Beijing Bicycle
Unlike the other films in the Silk Screen series distributed by Columbia TriStar, Beijing Bicycle was not made by a well-known Asian film director. Wang Xiaoshuai is not a veteran art director with the international status of Zhang Yimou (The Road Home), Chen Kaige (The Emperor and the Assassin), Takeshi Kitano (Kikujiro) or Ang Lee (Crouching Tiger, Hidden Dragon). He is a member of the Sixth Generation of Chinese film-makers, whose work is grittier and less prone to extravagant artistic gestures.
His film stands apart from the other films in the series in its refusal to pander to Hollywood sensibilities. It doesn’t resort to picturesque landscapes, nostalgia for the past and a soft-centred sentimentality (as did The Way Home and Shower) or blockbuster aesthetics (as did The Emperor and the Assassin and Crouching Tiger). This is a realist film, set in the present, with no heart-wringing performances from widows, orphans or crusty old men, and no extravagantly staged set pieces. Perhaps for this reason, it did not last long at the box office …
It is a city film, set among the crowded tenements of contemporary Beijing, focusing on the struggles of rural immigrants to the city. Most tellingly, it highlights the prevalence of a new selfishness, a dog-eat-dog mentality that has replaced the former emphasis on collective ideology.
The narrative of the film pivots on one particular bicycle, which accrues symbolic significance and weight. It represents economic success and social prestige. In the process of the film, competition for the bicycle – and its accompanying connotations of material gain and social status – not only assumes the dominant role in the narrative but also turns violent and destructive.
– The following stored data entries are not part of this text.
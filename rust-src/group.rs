// group.rs - 🚀 Blazingly Fast Bubble Grouping with Memory Safety 🚀
//
// Turns a flat bag of bubble contours into the question lattice: columns of
// question rows, each row holding the answer choices left to right.

use tracing::{info, warn};

use crate::config::DetectionConfig;
use crate::detect::Candidate;

/// One question row. `bubbles` is ordered by x and holds at most
/// `num_choices` entries; missing bubbles are simply absent.
#[derive(Debug)]
pub struct Row {
    pub center_y: f64,
    pub bubbles: Vec<Candidate>,
    pub column_index: usize,
}

/// Running cluster used during column assignment.
struct Column {
    center_x: f64,
    bubbles: Vec<Candidate>,
}

/// Group candidates into exactly `num_questions` rows ordered by
/// `(column_index, center_y)`.
///
/// Clustering is tolerance-based with running-mean centers; the row
/// tolerance widens slightly as rows accumulate to absorb vertical drift
/// down the page. Columns beyond the expected count are dropped by
/// population, under-populated columns are padded with placeholder rows so
/// the row count always matches the question count.
pub fn group_bubbles(
    candidates: Vec<Candidate>,
    num_questions: usize,
    config: &DetectionConfig,
) -> Vec<Row> {
    info!("Grouping bubbles for {} questions", num_questions);
    if candidates.is_empty() || num_questions == 0 {
        return Vec::new();
    }

    let num_columns = config.sheet.num_columns;
    let num_choices = config.sheet.num_choices;
    let questions_per_column = (num_questions + num_columns - 1) / num_columns;
    info!("Expected {} questions per column", questions_per_column);

    let columns = cluster_columns(candidates, num_columns, config.grouping.column_tolerance);
    info!(
        "Found {} columns with bubbles: {:?}",
        columns.len(),
        columns.iter().map(|c| c.bubbles.len()).collect::<Vec<_>>()
    );

    let mut all_rows = Vec::new();
    let mut columns = columns.into_iter();
    for column_index in 0..num_columns {
        // Budget for this column slot; the tail slots absorb the remainder
        // and the sum over all slots is always num_questions.
        let assigned = num_questions.saturating_sub(column_index * questions_per_column);
        let target_rows = questions_per_column.min(assigned);

        let bubbles = columns.next().map(|c| c.bubbles).unwrap_or_default();
        info!(
            "Processing column {} with {} bubbles",
            column_index + 1,
            bubbles.len()
        );

        let mut rows = cluster_rows(
            bubbles,
            column_index,
            questions_per_column,
            config.grouping.row_tolerance,
        );
        apply_row_budget(&mut rows, target_rows, column_index);
        normalize_rows(&mut rows, num_choices, column_index, config.grouping.overlap_fraction);
        all_rows.extend(rows);
    }

    all_rows.sort_by(|a, b| {
        a.column_index
            .cmp(&b.column_index)
            .then(a.center_y.total_cmp(&b.center_y))
    });
    info!("Total rows found: {}", all_rows.len());
    all_rows
}

/// Phase 1: cluster candidates into vertical columns by x position, keep
/// the most-populated clusters, order them left to right.
fn cluster_columns(
    mut candidates: Vec<Candidate>,
    num_columns: usize,
    tolerance: f64,
) -> Vec<Column> {
    candidates.sort_by_key(|c| c.bbox.x);

    let mut columns: Vec<Column> = Vec::new();
    for candidate in candidates {
        let center_x = candidate.center_x() as f64;

        let mut best_match = None;
        let mut min_distance = f64::INFINITY;
        for (i, column) in columns.iter().enumerate() {
            let distance = (center_x - column.center_x).abs();
            if distance < tolerance && distance < min_distance {
                min_distance = distance;
                best_match = Some(i);
            }
        }

        match best_match {
            Some(i) => {
                let column = &mut columns[i];
                column.bubbles.push(candidate);
                column.center_x = mean(column.bubbles.iter().map(|b| b.center_x() as f64));
            }
            None => columns.push(Column {
                center_x,
                bubbles: vec![candidate],
            }),
        }
    }

    columns.sort_by(|a, b| b.bubbles.len().cmp(&a.bubbles.len()));
    columns.truncate(num_columns);
    columns.sort_by(|a, b| a.center_x.total_cmp(&b.center_x));
    columns
}

/// Phase 2: cluster one column's bubbles into rows by y position. The
/// tolerance grows as rows accumulate, tracking slight vertical drift.
fn cluster_rows(
    mut bubbles: Vec<Candidate>,
    column_index: usize,
    questions_per_column: usize,
    row_tolerance: f64,
) -> Vec<Row> {
    bubbles.sort_by_key(|b| b.bbox.y);

    let mut rows: Vec<Row> = Vec::new();
    for bubble in bubbles {
        let center_y = bubble.center_y() as f64;
        let adaptive_tolerance =
            row_tolerance * (1.0 + 0.1 * rows.len() as f64 / questions_per_column as f64);

        let mut best_row = None;
        let mut min_distance = f64::INFINITY;
        for (i, row) in rows.iter().enumerate() {
            let distance = (center_y - row.center_y).abs();
            if distance < adaptive_tolerance && distance < min_distance {
                min_distance = distance;
                best_row = Some(i);
            }
        }

        match best_row {
            Some(i) => {
                let row = &mut rows[i];
                row.bubbles.push(bubble);
                row.center_y = mean(row.bubbles.iter().map(|b| b.center_y() as f64));
            }
            None => rows.push(Row {
                center_y,
                bubbles: vec![bubble],
                column_index,
            }),
        }
    }

    rows.sort_by(|a, b| a.center_y.total_cmp(&b.center_y));
    rows
}

/// Phase 3: force the row count to the column's budget. Overflow keeps the
/// most-populated rows; shortfall appends placeholder rows spaced by the
/// observed inter-row gap.
fn apply_row_budget(rows: &mut Vec<Row>, target_rows: usize, column_index: usize) {
    if rows.len() > target_rows {
        warn!(
            "Column {} has {} rows, trimming to {}",
            column_index + 1,
            rows.len(),
            target_rows
        );
        rows.sort_by(|a, b| b.bubbles.len().cmp(&a.bubbles.len()));
        rows.truncate(target_rows);
        rows.sort_by(|a, b| a.center_y.total_cmp(&b.center_y));
    }

    while rows.len() < target_rows {
        let estimated_y = match rows.last() {
            Some(last) => {
                let gap = if rows.len() > 1 {
                    (last.center_y - rows[0].center_y) / (rows.len() - 1) as f64
                } else {
                    30.0
                };
                last.center_y + gap
            }
            None => 100.0,
        };
        warn!(
            "Added placeholder for missing row in column {}",
            column_index + 1
        );
        rows.push(Row {
            center_y: estimated_y,
            bubbles: Vec::new(),
            column_index,
        });
    }
}

/// Phase 4: order each row's bubbles by x and drop overlapping duplicates
/// when the row holds more bubbles than there are choices.
fn normalize_rows(
    rows: &mut [Row],
    num_choices: usize,
    column_index: usize,
    overlap_fraction: f64,
) {
    for (row_index, row) in rows.iter_mut().enumerate() {
        row.bubbles.sort_by_key(|b| b.bbox.x);
        if row.bubbles.len() != num_choices {
            warn!(
                "Column {}, Row {} has {} bubbles, expected {}",
                column_index + 1,
                row_index + 1,
                row.bubbles.len(),
                num_choices
            );
            if row.bubbles.len() > num_choices {
                filter_overlapping_bubbles(&mut row.bubbles, num_choices, overlap_fraction);
            }
        }
    }
}

/// Greedy duplicate suppression: score every bubble by how circular and
/// square it is, then keep the best-scoring non-overlapping ones.
fn filter_overlapping_bubbles(bubbles: &mut Vec<Candidate>, num_choices: usize, overlap_fraction: f64) {
    if bubbles.len() <= num_choices {
        return;
    }

    let mut scored: Vec<(Candidate, f64)> = bubbles
        .drain(..)
        .map(|bubble| {
            let score = if bubble.perimeter > 0.0 {
                bubble.circularity() * (1.0 / ((bubble.aspect_ratio() - 1.0).abs() + 0.1))
            } else {
                0.0
            };
            (bubble, score)
        })
        .collect();
    scored.sort_by(|a, b| b.1.total_cmp(&a.1));

    let mut filtered: Vec<Candidate> = Vec::with_capacity(num_choices);
    for (bubble, _) in scored {
        if filtered.len() >= num_choices {
            break;
        }
        let smaller = |other: &Candidate| bubble.bbox.area().min(other.bbox.area());
        let overlapping = filtered.iter().any(|picked| {
            bubble.bbox.overlap_area(&picked.bbox) as f64 > overlap_fraction * smaller(picked) as f64
        });
        if !overlapping {
            filtered.push(bubble);
        }
    }

    filtered.sort_by_key(|b| b.bbox.x);
    *bubbles = filtered;
}

fn mean(values: impl Iterator<Item = f64>) -> f64 {
    let (sum, count) = values.fold((0.0, 0usize), |(s, n), v| (s + v, n + 1));
    if count == 0 {
        0.0
    } else {
        sum / count as f64
    }
}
It poisons the social fabric of the community, turning friends and neighbours into hostile enemies.
The film’s central characters are two young men – Guei (Cui Lin) and Jian (Li Bin). Initially they are contrasted as opposites. Guei is a lone country lad, new to the city, hard working, honest and ambitious; Jian is a sulky student, who lives at home with his family and seems more privileged and less honest. They both claim the right to ownership of the same bicycle. Initially Guei appears to have the greater moral right: he needs it for his livelihood; Jian is only trying to impress the girl he fancies. It also looks as though Jian has stolen Guei’s bike. But things are not as simple as they seem.
The camera follows the movements of the two through the streets and alleyways of Beijing, on bicycle and on foot. We see Guei conscientiously and doggedly performing his work as courier and searching for his stolen bicycle with equal determination. We observe Jian hiding the bicycle from family and neighbours, attracting then losing his lady-love. When Guei locates and confronts him, Jian receives support from his gang of “mates”, who cruelly taunt Guei and drive him off. But these mates are shown to be good weather friends, ultimately disloyal. The two competitors for the bike are drawn together and shown to be more alike than at first appeared. They are both victims of the callousness and violence of others, both losers and loners.
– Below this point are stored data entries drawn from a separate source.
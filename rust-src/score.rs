// score.rs - 🚀 Blazingly Fast Answer Scoring with Memory Safety 🚀

use serde::{Deserialize, Serialize};
use thiserror::Error;
use tracing::info;

use crate::resolve::{choice_letter, MarkOutcome};

/// Reported image quality; deeper quality grading is a collaborator concern.
const IMAGE_QUALITY: &str = "good";

/// Validated answer key: one correct choice index per question.
#[derive(Debug, Clone, PartialEq, Eq)]
pub struct AnswerKey(Vec<usize>);

#[derive(Debug, Error, PartialEq, Eq)]
pub enum AnswerKeyError {
    #[error("answer key is empty")]
    Empty,
    #[error("answer key letter {0:?} is outside A..{1}")]
    InvalidLetter(char, char),
}

impl AnswerKey {
    /// Parse a run of uppercase letters such as `"ABCDE"`, one per question.
    pub fn parse(letters: &str, num_choices: usize) -> Result<Self, AnswerKeyError> {
        let choices: Result<Vec<usize>, AnswerKeyError> = letters
            .chars()
            .filter(|c| !c.is_whitespace())
            .map(|c| Self::index_of(c, num_choices))
            .collect();
        let choices = choices?;
        if choices.is_empty() {
            return Err(AnswerKeyError::Empty);
        }
        Ok(Self(choices))
    }

    /// Build from individual letters, e.g. loaded from a key file.
    pub fn from_letters<I: IntoIterator<Item = char>>(
        letters: I,
        num_choices: usize,
    ) -> Result<Self, AnswerKeyError> {
        let choices: Result<Vec<usize>, AnswerKeyError> = letters
            .into_iter()
            .map(|c| Self::index_of(c, num_choices))
            .collect();
        let choices = choices?;
        if choices.is_empty() {
            return Err(AnswerKeyError::Empty);
        }
        Ok(Self(choices))
    }

    fn index_of(letter: char, num_choices: usize) -> Result<usize, AnswerKeyError> {
        let last = choice_letter(num_choices.saturating_sub(1));
        if !letter.is_ascii_uppercase() || letter > last {
            return Err(AnswerKeyError::InvalidLetter(letter, last));
        }
        Ok((letter as u8 - b'A') as usize)
    }

    pub fn len(&self) -> usize {
        self.0.len()
    }

    pub fn is_empty(&self) -> bool {
        self.0.is_empty()
    }

    pub fn correct_index(&self, question: usize) -> usize {
        self.0[question]
    }

    pub fn correct_letter(&self, question: usize) -> char {
        choice_letter(self.0[question])
    }
}

/// Per-question verdict.
#[derive(Debug, Clone, Copy, PartialEq, Eq, Serialize, Deserialize)]
#[serde(rename_all = "lowercase")]
pub enum ResponseStatus {
    Correct,
    Wrong,
    Blank,
    Multiple,
    Partial,
    Invalid,
}

/// One scored question as exposed to callers.
#[derive(Debug, Clone, Serialize, Deserialize)]
pub struct QuestionResponse {
    pub question: usize,
    pub marked: Option<char>,
    pub correct: char,
    pub is_correct: bool,
    pub status: ResponseStatus,
}

#[derive(Debug, Clone, Serialize, Deserialize)]
pub struct ProcessingMetadata {
    pub confidence: f64,
    pub bubbles_detected: bool,
    pub image_quality: String,
}

/// Aggregate report for one decoded sheet.
#[derive(Debug, Clone, Serialize, Deserialize)]
pub struct SheetReport {
    pub student_id: String,
    pub score: usize,
    pub total_questions: usize,
    pub attempted: usize,
    pub correct_answers: usize,
    pub incorrect_answers: usize,
    pub blank_answers: usize,
    pub multiple_marks: usize,
    pub partial_marks: usize,
    pub invalid_answers: usize,
    pub accuracy: f64,
    pub responses: Vec<Option<char>>,
    pub detailed_responses: Vec<QuestionResponse>,
    pub processing_metadata: ProcessingMetadata,
}

/// Score resolved marks against the answer key.
///
/// `invalid_answers` counts questions thrown out for conflicting marks
/// (multiple fills or ambiguous partials); both count as attempted.
pub fn score_answers(outcomes: &[MarkOutcome], key: &AnswerKey, student_id: &str) -> SheetReport {
    let num_questions = key.len();
    info!("Scoring {} answers against answer key", num_questions);

    let mut score = 0;
    let mut attempted = 0;
    let mut multiple_marks = 0;
    let mut partial_marks = 0;
    let mut wrong_answers = 0;
    let mut blank_answers = 0;

    let mut detailed_responses = Vec::with_capacity(num_questions);
    for i in 0..num_questions {
        let outcome = outcomes.get(i).copied().unwrap_or(MarkOutcome::Blank);
        let correct_index = key.correct_index(i);

        let (marked, is_correct, status) = match outcome {
            MarkOutcome::Choice(index) if index == correct_index => {
                score += 1;
                attempted += 1;
                (Some(choice_letter(index)), true, ResponseStatus::Correct)
            }
            MarkOutcome::Choice(index) => {
                wrong_answers += 1;
                attempted += 1;
                (Some(choice_letter(index)), false, ResponseStatus::Wrong)
            }
            MarkOutcome::Multiple => {
                multiple_marks += 1;
                attempted += 1;
                (None, false, ResponseStatus::Multiple)
            }
            MarkOutcome::AmbiguousPartial => {
                partial_marks += 1;
                attempted += 1;
                (None, false, ResponseStatus::Partial)
            }
            MarkOutcome::Blank => {
                blank_answers += 1;
                (None, false, ResponseStatus::Blank)
            }
        };

        detailed_responses.push(QuestionResponse {
            question: i + 1,
            marked,
            correct: key.correct_letter(i),
            is_correct,
            status,
        });
    }

    let invalid_answers = multiple_marks + partial_marks;
    let accuracy = if attempted > 0 {
        score as f64 / attempted as f64 * 100.0
    } else {
        0.0
    };
    let confidence = confidence_heuristic(accuracy, multiple_marks, partial_marks, num_questions);

    info!(
        "Scoring complete: {}/{} ({:.1}%)",
        score, num_questions, accuracy
    );

    SheetReport {
        student_id: student_id.to_string(),
        score,
        total_questions: num_questions,
        attempted,
        correct_answers: score,
        incorrect_answers: wrong_answers,
        blank_answers,
        multiple_marks,
        partial_marks,
        invalid_answers,
        accuracy,
        responses: detailed_responses.iter().map(|r| r.marked).collect(),
        detailed_responses,
        processing_metadata: ProcessingMetadata {
            confidence,
            bubbles_detected: true,
            image_quality: IMAGE_QUALITY.to_string(),
        },
    }
}

/// Accuracy-anchored confidence, penalized by the share of thrown-out
/// questions and floored at 30.
fn confidence_heuristic(
    accuracy: f64,
    multiple_marks: usize,
    partial_marks: usize,
    num_questions: usize,
) -> f64 {
    let base = (70.0 + (accuracy - 50.0) * 0.3).clamp(50.0, 95.0);
    let invalid_penalty = (multiple_marks + partial_marks) as f64 / num_questions as f64 * 20.0;
    (base - invalid_penalty).max(30.0)
}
They are linked in various subtle ways - through narrative developments and visual rhymes. It is revealed that they both need the bicycle and both have a right to it. They are both interested in a girl who appears unattainable; and they are both victims of gang violence. They are also linked through the motif of a cigarette.
The repetitions and rhymes produce an aesthetically satisfying film with a documentary-like basis in street realism. But there is also a certain cool obliqueness in narrative exposition and dramatic presentation. For example, Wang pointedly refuses to show us the scenes of violence, which consistently take place off-screen. The studied style of presentation, which distances us somewhat from the heat of the drama, results in a film that never becomes melodramatic, unlike the films of the Italian neo-realists, who similarly based their films on socio-economic realities and street realism. Comparisons have been made between this film and de Sica’s Bicycle Thieves (Ladri di Biciclette, 1948) but they are very different. It is not just that Wang’s film is set in an other place, and an other time. It is a more politically incisive film, in that it does not provide a sentimental cop-out. The central focus on socio-economic issues and conditions is maintained to the end.
Beijing Bicycle deserves a wider audience. It is a cool and subtle appraisal of social realities in contemporary Beijing made by someone who patently cares about people and who conscientiously and sensitively employs cinematic language to present his case.